Understanding CAS: Compare and Swap for Concurrent Operations

In the realm of concurrent programming, managing shared resources efficiently and safely is paramount. One fundamental technique that underpins many lock-free algorithms is CAS, or Compare and Swap. Essentially, Cas Compare And Swap is an atomic operation that checks if a variable’s value matches a given expected value. If they match, it swaps the variable’s value with a new provided value. While the concept of CAS compare and swap might initially seem intricate, it’s surprisingly straightforward once you grasp its mechanics. Let’s delve deeper into understanding CAS compare and swap and its significance in concurrent systems.

You might encounter the term CAS frequently when exploring articles or videos related to concurrency. It’s important to recognize that CAS is the common abbreviation for compare and swap operations.

Video Explanation: Compare and Swap in Detail

For those who prefer visual learning, a video tutorial can be highly beneficial in understanding CAS compare and swap. Here’s a video that explains the concept in detail: Compare and Swap Tutorial Video

The “Check Then Act” Pattern and Concurrency Issues

A prevalent pattern in concurrent algorithm design is the “check then act” sequence. This pattern involves a program first inspecting the state of a variable and then performing an action based on that observed state. Consider this simplified example of a problematic lock implementation to illustrate the concept:

 public class ProblematicLock {
     private volatile boolean locked = false;

     public void lock() {
         while(this.locked) {
             // busy wait - until this.locked == false
         }
         this.locked = true;
     }

     public void unlock() {
         this.locked = false;
     }
 }

This ProblematicLock class, intentionally flawed for demonstration purposes, highlights the “check then act” pattern. The lock() method initially checks if the locked variable is false within the while loop. If it is indeed false, the loop terminates, and the method proceeds to act by setting locked to true. This sequence of checking and then acting is central to the “check then act” pattern.

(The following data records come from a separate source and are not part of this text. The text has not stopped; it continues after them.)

use sea_orm::entity::prelude::*;
use serde::{Deserialize, Serialize};

pub const DEFAULT_CURRENCY: &str = "USD";
pub const DEFAULT_TIMEZONE: &str = "UTC";
pub const DEFAULT_DATE_FORMAT: &str = "YYYY-MM-DD";
pub const DEFAULT_LANGUAGE: &str = "en";

#[derive(Clone, Debug, PartialEq, Eq, DeriveEntityModel, Serialize, Deserialize)]
#[sea_orm(table_name = "system_settings")]
pub struct Model {
    #[sea_orm(primary_key)]
    pub id: i32,
    pub currency: String,
    pub timezone: String,
    pub date_format: String,
    pub language: String,
    pub smtp_server: Option<String>,
    pub smtp_port: Option<i32>,
    pub smtp_email: Option<String>,
    #[serde(skip_serializing)]
    pub smtp_password: Option<String>,
}

#[derive(Copy, Clone, Debug, EnumIter, DeriveRelation)]
pub enum Relation {}

impl ActiveModelBehavior for ActiveModel {}
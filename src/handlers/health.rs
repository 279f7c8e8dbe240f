use axum::{extract::State, http::StatusCode, response::IntoResponse, routing::get, Json, Router};
use serde::Serialize;
use std::time::Instant;

use crate::{ApiResponse, AppState};

#[derive(Debug, Clone, Serialize, PartialEq, Eq)]
#[serde(rename_all = "lowercase")]
pub enum ComponentStatus {
    Up,
    Down,
}

#[derive(Debug, Clone, Serialize)]
pub struct HealthResponse {
    pub status: ComponentStatus,
    pub version: &'static str,
    pub timestamp: String,
    pub database: ComponentStatus,
    pub latency_ms: u64,
    #[serde(skip_serializing_if = "Option::is_none")]
    pub error: Option<String>,
}

pub fn health_routes() -> Router<AppState> {
    Router::new().route("/health", get(health_check))
}

/// Liveness plus a database ping. 503 when the database is unreachable.
async fn health_check(State(state): State<AppState>) -> impl IntoResponse {
    let started = Instant::now();
    let db_result = crate::db::check_connection(&state.db).await;
    let latency_ms = started.elapsed().as_millis() as u64;

    let (status, code, error) = match db_result {
        Ok(()) => (ComponentStatus::Up, StatusCode::OK, None),
        Err(e) => (
            ComponentStatus::Down,
            StatusCode::SERVICE_UNAVAILABLE,
            Some(e.to_string()),
        ),
    };

    let body = HealthResponse {
        status: status.clone(),
        version: env!("CARGO_PKG_VERSION"),
        timestamp: chrono::Utc::now().to_rfc3339(),
        database: status,
        latency_ms,
        error,
    };
    let response = match code {
        StatusCode::OK => ApiResponse::success(body),
        _ => ApiResponse::failure("Database unreachable", body),
    };
    (code, Json(response))
}
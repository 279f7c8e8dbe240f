use sea_orm::entity::prelude::*;
use serde::{Deserialize, Serialize};

#[derive(Clone, Debug, PartialEq, Eq, DeriveEntityModel, Serialize, Deserialize)]
#[sea_orm(table_name = "business_details")]
pub struct Model {
    #[sea_orm(primary_key)]
    pub id: i32,
    pub name: String,
    #[sea_orm(column_type = "Text")]
    pub address: String,
    pub contact_number: Option<String>,
    pub email: Option<String>,
    pub tax_identification_number: Option<String>,
    /// Stored path or URL of the uploaded logo.
    pub logo: Option<String>,
}

#[derive(Copy, Clone, Debug, EnumIter, DeriveRelation)]
pub enum Relation {}

impl ActiveModelBehavior for ActiveModel {}
use std::sync::Arc;

use axum::{
    body::{self, Body},
    http::{Method, Request},
    response::Response,
    Router,
};
use chrono::{Duration, Utc};
use serde_json::{json, Value};
use tower::ServiceExt;

use backoffice_api::{
    app_router,
    auth::NewUser,
    config::AppConfig,
    db,
    dto::{StagedOption, StagedPricing, StagedService},
    services::catalog::create_service_in,
    session::{InMemorySessionStore, SessionStore, SESSION_HEADER},
    AppState,
};

pub const SUPERUSER: (&str, &str) = ("admin", "admin-password-1");
pub const STAFF: (&str, &str) = ("clerk", "clerk-password-1");

/// Helper harness for spinning up the application on an in-memory SQLite database.
pub struct TestApp {
    router: Router,
    pub state: AppState,
    pub superuser_token: String,
    pub staff_token: String,
}

impl TestApp {
    /// Construct a new test application with fresh database state.
    pub async fn new() -> Self {
        Self::with_config(|_| {}).await
    }

    pub async fn with_config(adjust: impl FnOnce(&mut AppConfig)) -> Self {
        let mut cfg = AppConfig::new(
            "sqlite::memory:".to_string(),
            "test_secret_key_for_testing_purposes_only_32chars".to_string(),
            "127.0.0.1".to_string(),
            18_080,
            "test".to_string(),
        );
        // Every pooled connection to sqlite::memory: is its own database.
        cfg.db_max_connections = 1;
        cfg.db_min_connections = 1;
        adjust(&mut cfg);

        let pool = db::establish_connection_from_app_config(&cfg)
            .await
            .expect("failed to create test database");
        db::run_migrations(&pool)
            .await
            .expect("failed to run migrations in tests");

        let sessions: Arc<dyn SessionStore> =
            Arc::new(InMemorySessionStore::new(cfg.session_ttl()));
        let state = AppState::new(Arc::new(pool), cfg, sessions);

        let admin = state
            .auth
            .ensure_superuser(SUPERUSER.0, "admin@shop.test", SUPERUSER.1)
            .await
            .expect("create superuser");
        let clerk = state
            .auth
            .create_user(NewUser {
                username: STAFF.0.to_string(),
                email: "clerk@shop.test".to_string(),
                first_name: "Front".to_string(),
                last_name: "Desk".to_string(),
                password: STAFF.1.to_string(),
                is_staff: true,
                is_superuser: false,
            })
            .await
            .expect("create staff user");

        let superuser_token = state
            .auth
            .generate_token(&admin)
            .expect("superuser token")
            .access_token;
        let staff_token = state
            .auth
            .generate_token(&clerk)
            .expect("staff token")
            .access_token;

        Self {
            router: app_router(state.clone()),
            state,
            superuser_token,
            staff_token,
        }
    }

    /// Send a request against the router with an optional bearer token.
    pub async fn request(
        &self,
        method: Method,
        uri: &str,
        body: Option<Value>,
        token: Option<&str>,
    ) -> Response {
        self.send(method, uri, body, token, None).await
    }

    /// Send a wizard request bound to a session token.
    pub async fn request_in_session(
        &self,
        method: Method,
        uri: &str,
        body: Option<Value>,
        session: &str,
    ) -> Response {
        self.send(method, uri, body, None, Some(session)).await
    }

    async fn send(
        &self,
        method: Method,
        uri: &str,
        body: Option<Value>,
        token: Option<&str>,
        session: Option<&str>,
    ) -> Response {
        let mut builder = Request::builder().method(method).uri(uri);

        if let Some(tok) = token {
            builder = builder.header("authorization", format!("Bearer {}", tok));
        }
        if let Some(session) = session {
            builder = builder.header(SESSION_HEADER, session);
        }

        let body = if let Some(json) = body {
            builder = builder.header("content-type", "application/json");
            Body::from(serde_json::to_vec(&json).expect("failed to serialize json request body"))
        } else {
            Body::empty()
        };

        let request = builder.body(body).expect("failed to build request");
        self.router
            .clone()
            .oneshot(request)
            .await
            .expect("router error during test request")
    }

    /// A service with one "Size" option priced at 100.
    pub async fn seed_service(&self, name: &str) -> i32 {
        let staged = StagedService {
            name: name.to_string(),
            customization_options: vec![StagedOption {
                name: "Size".to_string(),
                pricing_options: vec![StagedPricing {
                    description: "A4".to_string(),
                    price: rust_decimal::Decimal::ONE_HUNDRED,
                }],
            }],
        };
        create_service_in(&*self.state.db, &staged)
            .await
            .expect("seed service")
            .service_id
    }

    /// Place an order for a walk-in customer and return its id.
    pub async fn create_order(&self, service_id: i32, customer_name: &str) -> i32 {
        let response = self
            .request(
                Method::POST,
                "/orders",
                Some(order_body(service_id, customer_name)),
                Some(&self.staff_token),
            )
            .await;
        assert_eq!(response.status(), 201, "order creation should succeed");
        let body = response_json(response).await;
        body["order"]["order_id"]
            .as_i64()
            .expect("order id in response") as i32
    }
}

pub fn order_body(service_id: i32, customer_name: &str) -> Value {
    json!({
        "service_id": service_id,
        "customer": {
            "name": customer_name,
            "contact_number": "09171234567",
            "email": "walkin@shop.test",
        },
        "job_specifications": {"size": "A4"},
        "deadline": (Utc::now() + Duration::days(3)).to_rfc3339(),
    })
}

pub async fn response_json(response: Response) -> Value {
    let bytes = body::to_bytes(response.into_body(), usize::MAX)
        .await
        .expect("response body bytes");
    serde_json::from_slice(&bytes).expect("json response")
}
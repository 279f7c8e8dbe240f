use sea_orm::entity::prelude::*;
use serde::{Deserialize, Serialize};

#[derive(Clone, Debug, PartialEq, Eq, DeriveEntityModel, Serialize, Deserialize)]
#[sea_orm(table_name = "customers")]
pub struct Model {
    #[sea_orm(primary_key)]
    pub customer_id: i32,
    pub name: String,
    pub contact_number: String,
    pub email: Option<String>,
    #[sea_orm(column_type = "Text", nullable)]
    pub address: Option<String>,
}

#[derive(Copy, Clone, Debug, EnumIter, DeriveRelation)]
pub enum Relation {
    #[sea_orm(has_many = "super::order::Entity")]
    Orders,
}

impl Related<super::order::Entity> for Entity {
    fn to() -> RelationDef {
        Relation::Orders.def()
    }
}

impl ActiveModelBehavior for ActiveModel {}
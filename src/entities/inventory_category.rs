use sea_orm::entity::prelude::*;
use serde::{Deserialize, Serialize};

#[derive(Clone, Debug, PartialEq, Eq, DeriveEntityModel, Serialize, Deserialize)]
#[sea_orm(table_name = "inventory_categories")]
pub struct Model {
    #[sea_orm(primary_key)]
    pub id: i32,
    #[sea_orm(unique)]
    pub category_name: String,
}

#[derive(Copy, Clone, Debug, EnumIter, DeriveRelation)]
pub enum Relation {
    #[sea_orm(has_many = "super::inventory::Entity")]
    Inventory,
}

impl Related<super::inventory::Entity> for Entity {
    fn to() -> RelationDef {
        Relation::Inventory.def()
    }
}

impl Related<super::equipment::Entity> for Entity {
    fn to() -> RelationDef {
        super::category_equipment::Relation::Equipment.def()
    }

    fn via() -> Option<RelationDef> {
        Some(super::category_equipment::Relation::Category.def().rev())
    }
}

impl ActiveModelBehavior for ActiveModel {}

However, in a multithreaded environment where multiple threads might access the same ProblematicLock instance, this lock() method is susceptible to race conditions. Imagine this scenario:

Thread A checks the value of locked and finds it to be false (the expected value). Simultaneously, before Thread A can set locked to true, Thread B also checks locked and also observes false. Both threads, acting on their independent checks, proceed to set locked to true. Consequently, both threads believe they have acquired the lock, violating the fundamental principle of mutual exclusion in locking mechanisms. This situation is a classic example of a race condition, arising from the non-atomic nature of the “check then act” pattern in this context.

Atomicity: Ensuring Thread Safety in “Check Then Act”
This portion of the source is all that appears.